=== MATERIAL FOR THIS EXERCISE ===

//! Two-Zone Project Metadata
//!
//! 远端 `metadata_json` 的布局:
//! ```json
//! {
//!   "user_concept": { ...受保护区：用户确认的档案... },
//!   "llm_runtime":  { ...运行时区：任务输出写入... },
//!   "profile": <user_concept.profile 的镜像>,
//!   ...其它未知键原样保留
//! }
//! ```
//!
//! 规则:
//! - 受保护区只在定稿时整体覆盖，其余写入只补齐缺失键
//! - 运行时区始终合并，不丢弃客户端不认识的键

use serde::{Deserialize, Serialize};
use serde_json::{Map, Value};

pub const USER_CONCEPT_KEY: &str = "user_concept";
pub const LLM_RUNTIME_KEY: &str = "llm_runtime";
const PROFILE_KEY: &str = "profile";
const MIRRORED_TEXT_KEYS: [&str; 2] = ["subtitle", "instruction_brief"];

/// 双区元数据
#[derive(Debug, Clone, Default, PartialEq, Serialize, Deserialize)]
pub struct ProjectMetadata {
    #[serde(default)]
    user_concept: Map<String, Value>,
    #[serde(default)]
    llm_runtime: Map<String, Value>,
    #[serde(default)]
    extra: Map<String, Value>,
}

impl ProjectMetadata {
    /// 从远端 JSON 解析，容忍任意形状
    pub fn from_wire(value: &Value) -> Self {
        let Some(object) = value.as_object() else {
            return Self::default();
        };

        let mut extra = object.clone();
        let mut user_concept = take_object(&mut extra, USER_CONCEPT_KEY);
        let llm_runtime = take_object(&mut extra, LLM_RUNTIME_KEY);

        // 旧版布局把 profile 等字段放在顶层
        let legacy_profile = extra.remove(PROFILE_KEY);
        if !matches!(user_concept.get(PROFILE_KEY), Some(Value::Object(_))) {
            if let Some(profile @ Value::Object(_)) = legacy_profile {
                user_concept.insert(PROFILE_KEY.to_string(), profile);
            }
        }
        for key in MIRRORED_TEXT_KEYS {
            let legacy = extra.remove(key);
            if user_concept.contains_key(key) {
                continue;
            }
            if let Some(text @ Value::String(_)) = legacy {
                user_concept.insert(key.to_string(), text);
            }
        }

        Self {
            user_concept,
            llm_runtime,
            extra,
        }
    }

    /// 序列化为远端布局（带顶层镜像字段）
    pub fn to_wire(&self) -> Value {
        let mut out = self.extra.clone();
        out.insert(
            USER_CONCEPT_KEY.to_string(),
            Value::Object(self.user_concept.clone()),
        );
        out.insert(
            LLM_RUNTIME_KEY.to_string(),
            Value::Object(self.llm_runtime.clone()),
        );
        if let Some(profile @ Value::Object(_)) = self.user_concept.get(PROFILE_KEY) {
            out.insert(PROFILE_KEY.to_string(), profile.clone());
        }
        for key in MIRRORED_TEXT_KEYS {
            if let Some(value) = self.user_concept.get(key) {
                out.insert(key.to_string(), value.clone());
            }
        }
        Value::Object(out)
    }

    /// 用给定的受保护区和本地运行时区组装上行元数据
    pub fn with_protected_zone(&self, user_concept: Map<String, Value>) -> Self {
        Self {
            user_concept,
            llm_runtime: self.llm_runtime.clone(),
            extra: self.extra.clone(),
        }
    }

    pub fn user_concept(&self) -> &Map<String, Value> {
        &self.user_concept
    }

    pub fn llm_runtime(&self) -> &Map<String, Value> {
        &self.llm_runtime
    }

    /// 合并运行时区（浅合并，新值覆盖同名键）
    pub fn merge_runtime(&mut self, incoming: &Map<String, Value>) {
        for (key, value) in incoming {
            self.llm_runtime.insert(key.clone(), value.clone());
        }
    }

    /// 吸收服务端回显
    ///
    /// 运行时区合并；受保护区只填补本地缺失或为空的键
    pub fn absorb_server_echo(&mut self, echo: &ProjectMetadata) {
        self.merge_runtime(&echo.llm_runtime);
        for (key, value) in &echo.user_concept {
            let keep_local = self
                .user_concept
                .get(key)
                .map(|local| !is_empty_value(local))
                .unwrap_or(false);
            if !keep_local {
                self.user_concept.insert(key.clone(), value.clone());
            }
        }
        for (key, value) in &echo.extra {
            self.extra.insert(key.clone(), value.clone());
        }
    }

    /// 吸收任务结果携带的元数据
    ///
    /// 带 `user_concept`/`llm_runtime` 的双区形状按服务端回显处理，
    /// 扁平形状整体视为运行时键
    pub fn absorb_run_metadata(&mut self, incoming: &Map<String, Value>) {
        if incoming.contains_key(USER_CONCEPT_KEY) || incoming.contains_key(LLM_RUNTIME_KEY) {
            let echo = Self::from_wire(&Value::Object(incoming.clone()));
            self.absorb_server_echo(&echo);
        } else {
            self.merge_runtime(incoming);
        }
    }

    /// 定稿：整体替换受保护区
    pub fn replace_protected_zone(&mut self, user_concept: Map<String, Value>) {
        self.user_concept = user_concept;
    }

    /// 定稿：把用户确认的条目合入 `profile` 子对象
    pub fn merge_profile_entries(&mut self, entries: Map<String, Value>) {
        let profile = self
            .user_concept
            .entry(PROFILE_KEY.to_string())
            .or_insert_with(|| Value::Object(Map::new()));
        if !profile.is_object() {
            *profile = Value::Object(Map::new());
        }
        if let Value::Object(map) = profile {
            map.extend(entries);
        }
    }
}

/// 计算受保护区快照
///
/// `overwrite` 为 false 时只补齐缺失键（幂等），为 true 时用档案字段覆盖
pub fn seed_protected_zone(
    zone: &mut Map<String, Value>,
    fields: Map<String, Value>,
    overwrite: bool,
) {
    for (key, value) in fields {
        if overwrite {
            zone.insert(key, value);
        } else {
            zone.entry(key).or_insert(value);
        }
    }
    if !matches!(zone.get(PROFILE_KEY), Some(Value::Object(_))) {
        zone.insert(PROFILE_KEY.to_string(), Value::Object(Map::new()));
    }
}

fn take_object(map: &mut Map<String, Value>, key: &str) -> Map<String, Value> {
    match map.remove(key) {
        Some(Value::Object(inner)) => inner,
        _ => Map::new(),
    }
}

fn is_empty_value(value: &Value) -> bool {
    match value {
        Value::Null => true,
        Value::String(s) => s.trim().is_empty(),
        Value::Array(items) => items.is_empty(),
        Value::Object(map) => map.is_empty(),
        _ => false,
    }
}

===

> [WHAT TO PRODUCE]:
All of the entries above must be output word for word.

> [ANSWER BOX]:
//! Two-Zone Project Metadata
//!
//! 远端 `metadata_json` 的布局:
//! ```json
//! {
//!   "user_concept": { ...受保护区：用户确认的档案... },
//!   "llm_runtime":  { ...运行时区：任务输出写入... },
//!   "profile": <user_concept.profile 的镜像>,
//!   ...其它未知键原样保留
//! }
//! ```
//!
//! 规则:
//! - 受保护区只在定稿时整体覆盖，其余写入只补齐缺失键
//! - 运行时区始终合并，不丢弃客户端不认识的键

use serde::{Deserialize, Serialize};
use serde_json::{Map, Value};

pub const USER_CONCEPT_KEY: &str = "user_concept";
pub const LLM_RUNTIME_KEY: &str = "llm_runtime";
const PROFILE_KEY: &str = "profile";
const MIRRORED_TEXT_KEYS: [&str; 2] = ["subtitle", "instruction_brief"];

/// 双区元数据
#[derive(Debug, Clone, Default, PartialEq, Serialize, Deserialize)]
pub struct ProjectMetadata {
    #[serde(default)]
    user_concept: Map<String, Value>,
    #[serde(default)]
    llm_runtime: Map<String, Value>,
    #[serde(default)]
    extra: Map<String, Value>,
}

impl ProjectMetadata {
    /// 从远端 JSON 解析，容忍任意形状
    pub fn from_wire(value: &Value) -> Self {
        let Some(object) = value.as_object() else {
            return Self::default();
        };

        let mut extra = object.clone();
        let mut user_concept = take_object(&mut extra, USER_CONCEPT_KEY);
        let llm_runtime = take_object(&mut extra, LLM_RUNTIME_KEY);

        // 旧版布局把 profile 等字段放在顶层
        let legacy_profile = extra.remove(PROFILE_KEY);
        if !matches!(user_concept.get(PROFILE_KEY), Some(Value::Object(_))) {
            if let Some(profile @ Value::Object(_)) = legacy_profile {
                user_concept.insert(PROFILE_KEY.to_string(), profile);
            }
        }
        for key in MIRRORED_TEXT_KEYS {
            let legacy = extra.remove(key);
            if user_concept.contains_key(key) {
                continue;
            }
            if let Some(text @ Value::String(_)) = legacy {
                user_concept.insert(key.to_string(), text);
            }
        }

        Self {
            user_concept,
            llm_runtime,
            extra,
        }
    }

    /// 序列化为远端布局（带顶层镜像字段）
    pub fn to_wire(&self) -> Value {
        let mut out = self.extra.clone();
        out.insert(
            USER_CONCEPT_KEY.to_string(),
            Value::Object(self.user_concept.clone()),
        );
        out.insert(
            LLM_RUNTIME_KEY.to_string(),
            Value::Object(self.llm_runtime.clone()),
        );
        if let Some(profile @ Value::Object(_)) = self.user_concept.get(PROFILE_KEY) {
            out.insert(PROFILE_KEY.to_string(), profile.clone());
        }
        for key in MIRRORED_TEXT_KEYS {
            if let Some(value) = self.user_concept.get(key) {
                out.insert(key.to_string(), value.clone());
            }
        }
        Value::Object(out)
    }

    /// 用给定的受保护区和本地运行时区组装上行元数据
    pub fn with_protected_zone(&self, user_concept: Map<String, Value>) -> Self {
        Self {
            user_concept,
            llm_runtime: self.llm_runtime.clone(),
            extra: self.extra.clone(),
        }
    }

    pub fn user_concept(&self) -> &Map<String, Value> {
        &self.user_concept
    }

    pub fn llm_runtime(&self) -> &Map<String, Value> {
        &self.llm_runtime
    }

    /// 合并运行时区（浅合并，新值覆盖同名键）
    pub fn merge_runtime(&mut self, incoming: &Map<String, Value>) {
        for (key, value) in incoming {
            self.llm_runtime.insert(key.clone(), value.clone());
        }
    }

    /// 吸收服务端回显
    ///
    /// 运行时区合并；受保护区只填补本地缺失或为空的键
    pub fn absorb_server_echo(&mut self, echo: &ProjectMetadata) {
        self.merge_runtime(&echo.llm_runtime);
        for (key, value) in &echo.user_concept {
            let keep_local = self
                .user_concept
                .get(key)
                .map(|local| !is_empty_value(local))
                .unwrap_or(false);
            if !keep_local {
                self.user_concept.insert(key.clone(), value.clone());
            }
        }
        for (key, value) in &echo.extra {
            self.extra.insert(key.clone(), value.clone());
        }
    }

    /// 吸收任务结果携带的元数据
    ///
    /// 带 `user_concept`/`llm_runtime` 的双区形状按服务端回显处理，
    /// 扁平形状整体视为运行时键
    pub fn absorb_run_metadata(&mut self, incoming: &Map<String, Value>) {
        if incoming.contains_key(USER_CONCEPT_KEY) || incoming.contains_key(LLM_RUNTIME_KEY) {
            let echo = Self::from_wire(&Value::Object(incoming.clone()));
            self.absorb_server_echo(&echo);
        } else {
            self.merge_runtime(incoming);
        }
    }

    /// 定稿：整体替换受保护区
    pub fn replace_protected_zone(&mut self, user_concept: Map<String, Value>) {
        self.user_concept = user_concept;
    }

    /// 定稿：把用户确认的条目合入 `profile` 子对象
    pub fn merge_profile_entries(&mut self, entries: Map<String, Value>) {
        let profile = self
            .user_concept
            .entry(PROFILE_KEY.to_string())
            .or_insert_with(|| Value::Object(Map::new()));
        if !profile.is_object() {
            *profile = Value::Object(Map::new());
        }
        if let Value::Object(map) = profile {
            map.extend(entries);
        }
    }
}

/// 计算受保护区快照
///
/// `overwrite` 为 false 时只补齐缺失键（幂等），为 true 时用档案字段覆盖
pub fn seed_protected_zone(
    zone: &mut Map<String, Value>,
    fields: Map<String, Value>,
    overwrite: bool,
) {
    for (key, value) in fields {
        if overwrite {
            zone.insert(key, value);
        } else {
            zone.entry(key).or_insert(value);
        }
    }
    if !matches!(zone.get(PROFILE_KEY), Some(Value::Object(_))) {
        zone.insert(PROFILE_KEY.to_string(), Value::Object(Map::new()));
    }
}

fn take_object(map: &mut Map<String, Value>, key: &str) -> Map<String, Value> {
    match map.remove(key) {
        Some(Value::Object(inner)) => inner,
        _ => Map::new(),
    }
}

fn is_empty_value(value: &Value) -> bool {
    match value {
        Value::Null => true,
        Value::String(s) => s.trim().is_empty(),
        Value::Array(items) => items.is_empty(),
        Value::Object(map) => map.is_empty(),
        _ => false,
    }
}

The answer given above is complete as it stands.